Thursday, December 23, 2010

Problems with PHP

PHP is a nice language for some tasks. Lots of good software uses it. No other language makes it so convenient to mix code and html, which is great for lone web developers who are also programmers. I've found it pretty useful for running my site, mainly because I can so easily put code in the middle of my content, and keep the overall per-page authoring overhead down. However, from a pure programming or information theory standpoint, it's got some serious problems:
  1. Namespaces don't exist at all. (this is similar to keeping all your files in one directory) There have been discussions about adding namespaces, but the proposed separator is \? because "there isn't any other character left"...
  2. Exceptions didn't exist until PHP5, and aren't implemented in a useful "deep" fashion.
  3. Built-in and library APIs are a disorganized mess.
    1. There are thousands of symbols in the PHP namespace. Cleaner languages only have a few dozen. "Everything is built in" just means it has way too many functions in its core, especially since many are minor variations of each other.
    2. No consistent naming convention is used. Some functions are verb_noun() and others are noun_verb(). Some are underscore_separated, while others are CamelCase or runtogether. Some are prefixed_byModuleName, and others use a module_suffix_scheme. Some use "to" and others use "2". And if you take a random set of ten library functions, chances are half a dozen different conventions will be included.
    3. PHP tends to use a lot of similar functions, instead of just one, powerful one. For example, PHP has sort(), arsort(), asort(), ksort(), natsort(), natcasesort(), rsort(), usort(), array_multisort(), and uksort(). For comparison, Python covers the functionality of all of those with list.sort().
    4. PHP includes lots of cruft or bloat. Do we really need a built-in str_rot13() function? Also, a lot of other built-ins are just trivial combinations of each other. Users don't really need case-insensitive variants of every string function, since there is already a strtolower().
    5. Many parts of PHP either deviate from standards, or otherwise don't do what users would expect.
      For example, exec() returns the last line of text output from a program. Why not return the program's return value, like every other language does?

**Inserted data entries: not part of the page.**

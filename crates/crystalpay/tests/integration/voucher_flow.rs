//! Integration Tests: Vouchers

use super::mock::mock_client;
use crystalpay::CreateVoucher;
use pretty_assertions::assert_eq;
use serde_json::json;

#[tokio::test]
async fn test_create_voucher_signs_currency_and_amount() {
    let (client, transport) = mock_client();

    client
        .create_voucher(&CreateVoucher::new(25, "USD"))
        .await
        .unwrap();

    let request = transport.last_request();
    assert_eq!(request.keys(), vec!["s", "n", "o", "secret"]);
    assert_eq!(request.param("o"), Some("voucher-create"));
    // md5("USD@25@K")
    assert_eq!(request.param("secret"), Some("243a0f4d5ad750ebd0e9ab959ec8c222"));
}

#[tokio::test]
async fn test_create_voucher_comment_only_when_truthy() {
    let (client, transport) = mock_client();

    client
        .create_voucher(&CreateVoucher::new(25, "USD").comment("gift"))
        .await
        .unwrap();
    assert_eq!(transport.last_request().param("comment"), Some("gift"));

    client
        .create_voucher(&CreateVoucher::new(25, "USD").comment(""))
        .await
        .unwrap();
    assert!(transport.last_request().param("comment").is_none());
}

#[tokio::test]
async fn test_voucher_info_and_activation() {
    let (client, transport) = mock_client();
    transport
        .respond(200, r#"{"auth":"ok","error":false,"code":"ABC","amount":25}"#)
        .respond(200, r#"{"auth":"ok","error":false,"activated":true}"#);

    let info = client.voucher_info("ABC").await.unwrap();
    assert_eq!(info, json!({"auth": "ok", "error": false, "code": "ABC", "amount": 25}));

    let activated = client.activate_voucher("ABC").await.unwrap();
    assert_eq!(activated["activated"], true);

    let requests = transport.requests();
    assert_eq!(requests[0].param("o"), Some("voucher-info"));
    assert_eq!(requests[0].param("code"), Some("ABC"));
    assert_eq!(requests[1].param("o"), Some("voucher-activate"));
    assert_eq!(requests[1].param("code"), Some("ABC"));
}
// ============================================================================
// CRYSTALPAY - Request Signatures
// ============================================================================
// Sensitive operations prove knowledge of SECRET2 by sending
// md5(field1@field2@...@secret2) as the `secret` parameter. The gateway
// recomputes the digest, so the algorithm and field order are fixed.
// ============================================================================

use md5::{Digest, Md5};
use std::fmt::Display;

/// Field separator inside the signed string
pub const SEPARATOR: &str = "@";

/// Join `fields` with `@` and return the lowercase hex MD5 of the result.
pub fn create_secret_hash(fields: &[&dyn Display]) -> String {
    let joined = fields
        .iter()
        .map(|field| field.to_string())
        .collect::<Vec<_>>()
        .join(SEPARATOR);

    hex::encode(Md5::digest(joined.as_bytes()))
}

And further, when would it ever be useful to get only the last line of output?
      Another example: PHP uses non-standard date format characters.
  4. The language was generally thrown together without any coherent design, accreted in a messy and complex fashion.
  5. Functions...
    1. Functions cannot be redefined. If I want a set of includes which all use the same interface, I can only use one of them per page load -- there's no way to include a then call a.display() then include b and execute b.display(). I also cannot transparently wrap existing functions by renaming/replacing them.
    2. Functions cannot be nested. (actually, they can, but it has the same effect as if they were not. All functions are global, period.)
    3. Anonymous functions (lambda) don't exist. create_function() is not the same thing. Given two strings, it compiles them into code, binds the code to a new global function, and returns the new function name as a string.
      $foo = create_function('$x', 'echo "hello $x!";');
      $bar = "\0lambda_1";
      $bar("bar"); // sometimes prints "hello bar!", sometimes fails
      Note that the number after "\0lambda_" is not predictable. It starts at one and increments each time create_function is called. The number keeps incrementing as long as the web server process is running, and the counter is different in each server process. The memory for these new global functions is not freed, either, so you can easily run out of memory if you try to make lambdas in a loop.
    4. Functions are case insensitive.
  6. No "doc strings". Documentation must either be maintained separately from the code, or by (rather finicky) 3rd-party code-level documentation interpreters.
  7. The documentation...
    • ... is often incorrect or incomplete, and finding relevant information tends to require reading pages and pages of disorganized user-contributed notes (which are incorrect even more often) to find the details the documentation left out. Sometimes really important details are left out, such as "this function is deprecated -- use foo() instead".
    • ... is (as of PHP 5.1.2) not included with the source, nor typically installed along with the binary packages. Downloadable documentation is available, but does not match the docs on PHP.net. Specifically, it leaves out all the user-contributed notes, which are important because of reasons mentioned above.
    • ... is not built in. You can't just point an introspection tool at a PHP module and get usage information from it.
    These issues are important because it's not very feasible to use PHP without referring to the documentation frequently. There is very little internal consistency, and even less consistency between modules, so you'll probably spend a lot of time looking through the docs. Simply guessing how things work, based on conventions, usually doesn't work in PHP.
  8. Default to pass-by-value. (php5 now defaults to reference, for objects, though I'm not sure if it's "real" references or reference-by-name)
  9. Default error behavior is to send cryptic messages to the browser, mid-page, instead of logging a traceback for the developer to investigate.
  10. Many errors are silent.
    For example, accessing a nonexistent variable simply returns nothing. Whether this is a Bad Thing is debatable (I believe it's bad), but it can nevertheless interact badly with some other aspects of PHP -- such as the inconsistent case sensitivity (variables are sensitive, but functions are not):
    function FUNC() { return 3; }
    $VAR = 3;
    print func(); // produces "3"
    print $var; // produces nothing
  11. The combination list/hash "array" type causes problems by oversimplifying, often resulting in unexpected/unintuitive behavior.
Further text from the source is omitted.